### Exercise materials
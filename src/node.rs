//! Typed projections over a raw 4096-byte page buffer.
//!
//! A page is either a leaf node (holds rows) or an internal node (routes
//! searches). Both share a six-byte common header; [`LeafNode`] and
//! [`InternalNode`] are thin, non-owning wrappers around `&mut [u8;
//! PAGE_SIZE]` that know how to read and write their half of the layout.
//! [`Node`] is the tagged union over the two, used wherever the caller
//! doesn't yet know which kind of page it holds.
use crate::pager::PAGE_SIZE;
use crate::row::ROW_SIZE;

// Common node header layout (6 bytes).
pub const NODE_TYPE_OFFSET: usize = 0;
pub const IS_ROOT_OFFSET: usize = 1;
pub const PARENT_POINTER_OFFSET: usize = 2;
pub const COMMON_NODE_HEADER_SIZE: usize = 6;

// Leaf node header layout.
pub const LEAF_NODE_NUM_CELLS_OFFSET: usize = COMMON_NODE_HEADER_SIZE;
pub const LEAF_NODE_NUM_CELLS_SIZE: usize = 4;
pub const LEAF_NODE_HEADER_SIZE: usize = COMMON_NODE_HEADER_SIZE + LEAF_NODE_NUM_CELLS_SIZE;

// Leaf node body layout.
pub const LEAF_NODE_KEY_SIZE: usize = 4;
pub const LEAF_NODE_VALUE_SIZE: usize = ROW_SIZE;
pub const LEAF_NODE_CELL_SIZE: usize = LEAF_NODE_KEY_SIZE + LEAF_NODE_VALUE_SIZE;
pub const LEAF_NODE_SPACE_FOR_CELLS: usize = PAGE_SIZE - LEAF_NODE_HEADER_SIZE;
pub const LEAF_NODE_MAX_CELLS: usize = LEAF_NODE_SPACE_FOR_CELLS / LEAF_NODE_CELL_SIZE;

pub const LEAF_NODE_RIGHT_SPLIT_COUNT: usize = (LEAF_NODE_MAX_CELLS + 1) / 2;
pub const LEAF_NODE_LEFT_SPLIT_COUNT: usize = (LEAF_NODE_MAX_CELLS + 1) - LEAF_NODE_RIGHT_SPLIT_COUNT;

// Internal node header layout.
pub const INTERNAL_NODE_NUM_KEYS_OFFSET: usize = COMMON_NODE_HEADER_SIZE;
pub const INTERNAL_NODE_NUM_KEYS_SIZE: usize = 4;
pub const INTERNAL_NODE_RIGHT_CHILD_OFFSET: usize =
    INTERNAL_NODE_NUM_KEYS_OFFSET + INTERNAL_NODE_NUM_KEYS_SIZE;
pub const INTERNAL_NODE_RIGHT_CHILD_SIZE: usize = 4;
pub const INTERNAL_NODE_HEADER_SIZE: usize =
    COMMON_NODE_HEADER_SIZE + INTERNAL_NODE_NUM_KEYS_SIZE + INTERNAL_NODE_RIGHT_CHILD_SIZE;

// Internal node body layout.
pub const INTERNAL_NODE_CHILD_SIZE: usize = 4;
pub const INTERNAL_NODE_KEY_SIZE: usize = 4;
pub const INTERNAL_NODE_CELL_SIZE: usize = INTERNAL_NODE_CHILD_SIZE + INTERNAL_NODE_KEY_SIZE;

/// The one-byte discriminant stored at `NODE_TYPE_OFFSET`.
#[derive(Debug, Clone, Copy, PartialEq, Eq)]
pub enum NodeType {
    Internal = 0,
    Leaf = 1,
}

impl NodeType {
    pub fn from_byte(b: u8) -> Self {
        match b {
            0 => NodeType::Internal,
            1 => NodeType::Leaf,
            other => unreachable!("corrupt node type byte: {other}"),
        }
    }
}

/// Accessors shared by both node kinds: type, root flag, parent pointer.
/// Both [`LeafNode`] and [`InternalNode`] implement this by delegating to
/// the same offsets in their underlying buffer.
trait CommonHeader {
    fn page(&self) -> &[u8; PAGE_SIZE];
    fn page_mut(&mut self) -> &mut [u8; PAGE_SIZE];

    fn node_type(&self) -> NodeType {
        NodeType::from_byte(self.page()[NODE_TYPE_OFFSET])
    }

    fn set_node_type(&mut self, node_type: NodeType) {
        self.page_mut()[NODE_TYPE_OFFSET] = node_type as u8;
    }

    fn is_root(&self) -> bool {
        self.page()[IS_ROOT_OFFSET] != 0
    }

    fn set_is_root(&mut self, is_root: bool) {
        self.page_mut()[IS_ROOT_OFFSET] = is_root as u8;
    }

    fn parent(&self) -> u32 {
        read_u32(self.page(), PARENT_POINTER_OFFSET)
    }

    fn set_parent(&mut self, parent: u32) {
        write_u32(self.page_mut(), PARENT_POINTER_OFFSET, parent);
    }
}

fn read_u32(page: &[u8; PAGE_SIZE], offset: usize) -> u32 {
    u32::from_le_bytes(page[offset..offset + 4].try_into().expect("4 bytes"))
}

fn write_u32(page: &mut [u8; PAGE_SIZE], offset: usize, value: u32) {
    page[offset..offset + 4].copy_from_slice(&value.to_le_bytes());
}

/// A leaf page: a packed, ascending-by-key array of (key, row) cells.
pub struct LeafNode<'a> {
    page: &'a mut [u8; PAGE_SIZE],
}

impl CommonHeader for LeafNode<'_> {
    fn page(&self) -> &[u8; PAGE_SIZE] {
        self.page
    }
    fn page_mut(&mut self) -> &mut [u8; PAGE_SIZE] {
        self.page
    }
}

impl<'a> LeafNode<'a> {
    pub fn new(page: &'a mut [u8; PAGE_SIZE]) -> Self {
        Self { page }
    }

    /// Resets the page to an empty leaf: zeroed body, `node_type = Leaf`,
    /// `is_root = false`, `num_cells = 0`. Callers set `is_root`/`parent`
    /// afterward if needed.
    pub fn initialize(&mut self) {
        self.page.fill(0);
        self.set_node_type(NodeType::Leaf);
        self.set_is_root(false);
        self.set_num_cells(0);
    }

    pub fn is_root(&self) -> bool {
        CommonHeader::is_root(self)
    }

    pub fn set_is_root(&mut self, is_root: bool) {
        CommonHeader::set_is_root(self, is_root)
    }

    pub fn parent(&self) -> u32 {
        CommonHeader::parent(self)
    }

    pub fn set_parent(&mut self, parent: u32) {
        CommonHeader::set_parent(self, parent)
    }

    pub fn num_cells(&self) -> u32 {
        read_u32(self.page, LEAF_NODE_NUM_CELLS_OFFSET)
    }

    pub fn set_num_cells(&mut self, num_cells: u32) {
        write_u32(self.page, LEAF_NODE_NUM_CELLS_OFFSET, num_cells)
    }

    fn cell_offset(cell_num: u32) -> usize {
        LEAF_NODE_HEADER_SIZE + cell_num as usize * LEAF_NODE_CELL_SIZE
    }

    pub fn key(&self, cell_num: u32) -> u32 {
        read_u32(self.page, Self::cell_offset(cell_num))
    }

    pub fn set_key(&mut self, cell_num: u32, key: u32) {
        write_u32(self.page, Self::cell_offset(cell_num), key)
    }

    pub fn value(&self, cell_num: u32) -> &[u8] {
        let start = Self::cell_offset(cell_num) + LEAF_NODE_KEY_SIZE;
        &self.page[start..start + LEAF_NODE_VALUE_SIZE]
    }

    pub fn value_mut(&mut self, cell_num: u32) -> &mut [u8] {
        let start = Self::cell_offset(cell_num) + LEAF_NODE_KEY_SIZE;
        &mut self.page[start..start + LEAF_NODE_VALUE_SIZE]
    }

    /// The largest key stored in this leaf.
    ///
    /// # Panics
    /// Panics if the leaf is empty.
    pub fn max_key(&self) -> u32 {
        self.key(self.num_cells() - 1)
    }

    /// Binary search for `key`. Returns the index at which it exists, or
    /// the index at which it would be inserted to keep cells sorted.
    pub fn find_key_slot(&self, key: u32) -> u32 {
        let mut lo = 0u32;
        let mut hi = self.num_cells();
        while lo != hi {
            let mid = lo + (hi - lo) / 2;
            if self.key(mid) >= key {
                hi = mid;
            } else {
                lo = mid + 1;
            }
        }
        lo
    }
}

/// An internal page: `num_keys` routing cells plus a dedicated right
/// child pointer. `child(i)` returns `right_child` when `i == num_keys`.
pub struct InternalNode<'a> {
    page: &'a mut [u8; PAGE_SIZE],
}

impl CommonHeader for InternalNode<'_> {
    fn page(&self) -> &[u8; PAGE_SIZE] {
        self.page
    }
    fn page_mut(&mut self) -> &mut [u8; PAGE_SIZE] {
        self.page
    }
}

impl<'a> InternalNode<'a> {
    pub fn new(page: &'a mut [u8; PAGE_SIZE]) -> Self {
        Self { page }
    }

    /// Resets the page to an empty internal node: zeroed body,
    /// `node_type = Internal`, `is_root = false`, `num_keys = 0`.
    pub fn initialize(&mut self) {
        self.page.fill(0);
        self.set_node_type(NodeType::Internal);
        self.set_is_root(false);
        self.set_num_keys(0);
    }

    pub fn is_root(&self) -> bool {
        CommonHeader::is_root(self)
    }

    pub fn set_is_root(&mut self, is_root: bool) {
        CommonHeader::set_is_root(self, is_root)
    }

    pub fn parent(&self) -> u32 {
        CommonHeader::parent(self)
    }

    pub fn set_parent(&mut self, parent: u32) {
        CommonHeader::set_parent(self, parent)
    }

    pub fn num_keys(&self) -> u32 {
        read_u32(self.page, INTERNAL_NODE_NUM_KEYS_OFFSET)
    }

    pub fn set_num_keys(&mut self, num_keys: u32) {
        write_u32(self.page, INTERNAL_NODE_NUM_KEYS_OFFSET, num_keys)
    }

    pub fn right_child(&self) -> u32 {
        read_u32(self.page, INTERNAL_NODE_RIGHT_CHILD_OFFSET)
    }

    pub fn set_right_child(&mut self, page_num: u32) {
        write_u32(self.page, INTERNAL_NODE_RIGHT_CHILD_OFFSET, page_num)
    }

    fn cell_offset(cell_num: u32) -> usize {
        INTERNAL_NODE_HEADER_SIZE + cell_num as usize * INTERNAL_NODE_CELL_SIZE
    }

    pub fn child(&self, child_num: u32) -> u32 {
        let num_keys = self.num_keys();
        if child_num > num_keys {
            unreachable!("child index {child_num} > num_keys {num_keys}");
        } else if child_num == num_keys {
            self.right_child()
        } else {
            read_u32(self.page, Self::cell_offset(child_num))
        }
    }

    pub fn set_child(&mut self, child_num: u32, page_num: u32) {
        let offset = Self::cell_offset(child_num);
        write_u32(self.page, offset, page_num)
    }

    pub fn key(&self, key_num: u32) -> u32 {
        let offset = Self::cell_offset(key_num) + INTERNAL_NODE_CHILD_SIZE;
        read_u32(self.page, offset)
    }

    pub fn set_key(&mut self, key_num: u32, key: u32) {
        let offset = Self::cell_offset(key_num) + INTERNAL_NODE_CHILD_SIZE;
        write_u32(self.page, offset, key)
    }

    /// The largest key reachable from this node's subtree.
    pub fn max_key(&self) -> u32 {
        self.key(self.num_keys() - 1)
    }

    /// Returns the smallest child index `i` with `key(i) >= key`, or
    /// `num_keys` (meaning "follow `right_child`") if none qualifies.
    pub fn find_child(&self, key: u32) -> u32 {
        let mut lo = 0u32;
        let mut hi = self.num_keys();
        while lo != hi {
            let mid = lo + (hi - lo) / 2;
            if self.key(mid) >= key {
                hi = mid;
            } else {
                lo = mid + 1;
            }
        }
        lo
    }
}

/// A page, dispatched on its stored `node_type` byte.
pub enum Node<'a> {
    Leaf(LeafNode<'a>),
    Internal(InternalNode<'a>),
}

impl<'a> Node<'a> {
    pub fn from_page(page: &'a mut [u8; PAGE_SIZE]) -> Self {
        match NodeType::from_byte(page[NODE_TYPE_OFFSET]) {
            NodeType::Leaf => Node::Leaf(LeafNode::new(page)),
            NodeType::Internal => Node::Internal(InternalNode::new(page)),
        }
    }

    pub fn is_root(&self) -> bool {
        match self {
            Node::Leaf(n) => n.is_root(),
            Node::Internal(n) => n.is_root(),
        }
    }

    pub fn set_is_root(&mut self, is_root: bool) {
        match self {
            Node::Leaf(n) => n.set_is_root(is_root),
            Node::Internal(n) => n.set_is_root(is_root),
        }
    }

    pub fn max_key(&self) -> u32 {
        match self {
            Node::Leaf(n) => n.max_key(),
            Node::Internal(n) => n.max_key(),
        }
    }

    pub fn is_leaf(&self) -> bool {
        matches!(self, Node::Leaf(_))
    }
}

#[cfg(test)]
mod tests {
    use super::*;

    #[test]
    fn leaf_max_cells_matches_terminal_tutorial_budget() {
        assert_eq!(LEAF_NODE_HEADER_SIZE, 10);
        assert_eq!(LEAF_NODE_CELL_SIZE, 297);
        assert_eq!(LEAF_NODE_MAX_CELLS, 13);
    }

    #[test]
    fn leaf_accessors_round_trip() {
        let mut buf = [0u8; PAGE_SIZE];
        let mut leaf = LeafNode::new(&mut buf);
        leaf.initialize();
        leaf.set_is_root(true);
        leaf.set_num_cells(2);
        leaf.set_key(0, 5);
        leaf.value_mut(0).copy_from_slice(&[7u8; LEAF_NODE_VALUE_SIZE]);
        leaf.set_key(1, 9);

        assert!(leaf.is_root());
        assert_eq!(leaf.num_cells(), 2);
        assert_eq!(leaf.key(0), 5);
        assert_eq!(leaf.key(1), 9);
        assert_eq!(leaf.value(0), &[7u8; LEAF_NODE_VALUE_SIZE][..]);
        assert_eq!(leaf.max_key(), 9);
    }

    #[test]
    fn find_key_slot_locates_existing_and_missing_keys() {
        let mut buf = [0u8; PAGE_SIZE];
        let mut leaf = LeafNode::new(&mut buf);
        leaf.initialize();
        leaf.set_num_cells(3);
        leaf.set_key(0, 1);
        leaf.set_key(1, 3);
        leaf.set_key(2, 5);

        assert_eq!(leaf.find_key_slot(3), 1);
        assert_eq!(leaf.find_key_slot(4), 2);
        assert_eq!(leaf.find_key_slot(0), 0);
        assert_eq!(leaf.find_key_slot(9), 3);
    }

    #[test]
    fn internal_child_falls_back_to_right_child() {
        let mut buf = [0u8; PAGE_SIZE];
        let mut internal = InternalNode::new(&mut buf);
        internal.initialize();
        internal.set_num_keys(1);
        internal.set_child(0, 2);
        internal.set_key(0, 10);
        internal.set_right_child(3);

        assert_eq!(internal.child(0), 2);
        assert_eq!(internal.child(1), 3);
        assert_eq!(internal.find_child(5), 0);
        assert_eq!(internal.find_child(11), 1);
    }
}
######
## Aim of the task
From the records above, transcribe without alteration every line from the one with "leaf.set_key(1, 3);" to the one with "let mut internal", inclusive.

## Written answer
        leaf.set_key(1, 3);
        leaf.set_key(2, 5);

        assert_eq!(leaf.find_key_slot(3), 1);
        assert_eq!(leaf.find_key_slot(4), 2);
        assert_eq!(leaf.find_key_slot(0), 0);
        assert_eq!(leaf.find_key_slot(9), 3);
    }

    #[test]
    fn internal_child_falls_back_to_right_child() {
        let mut buf = [0u8; PAGE_SIZE];
        let mut internal = InternalNode::new(&mut buf);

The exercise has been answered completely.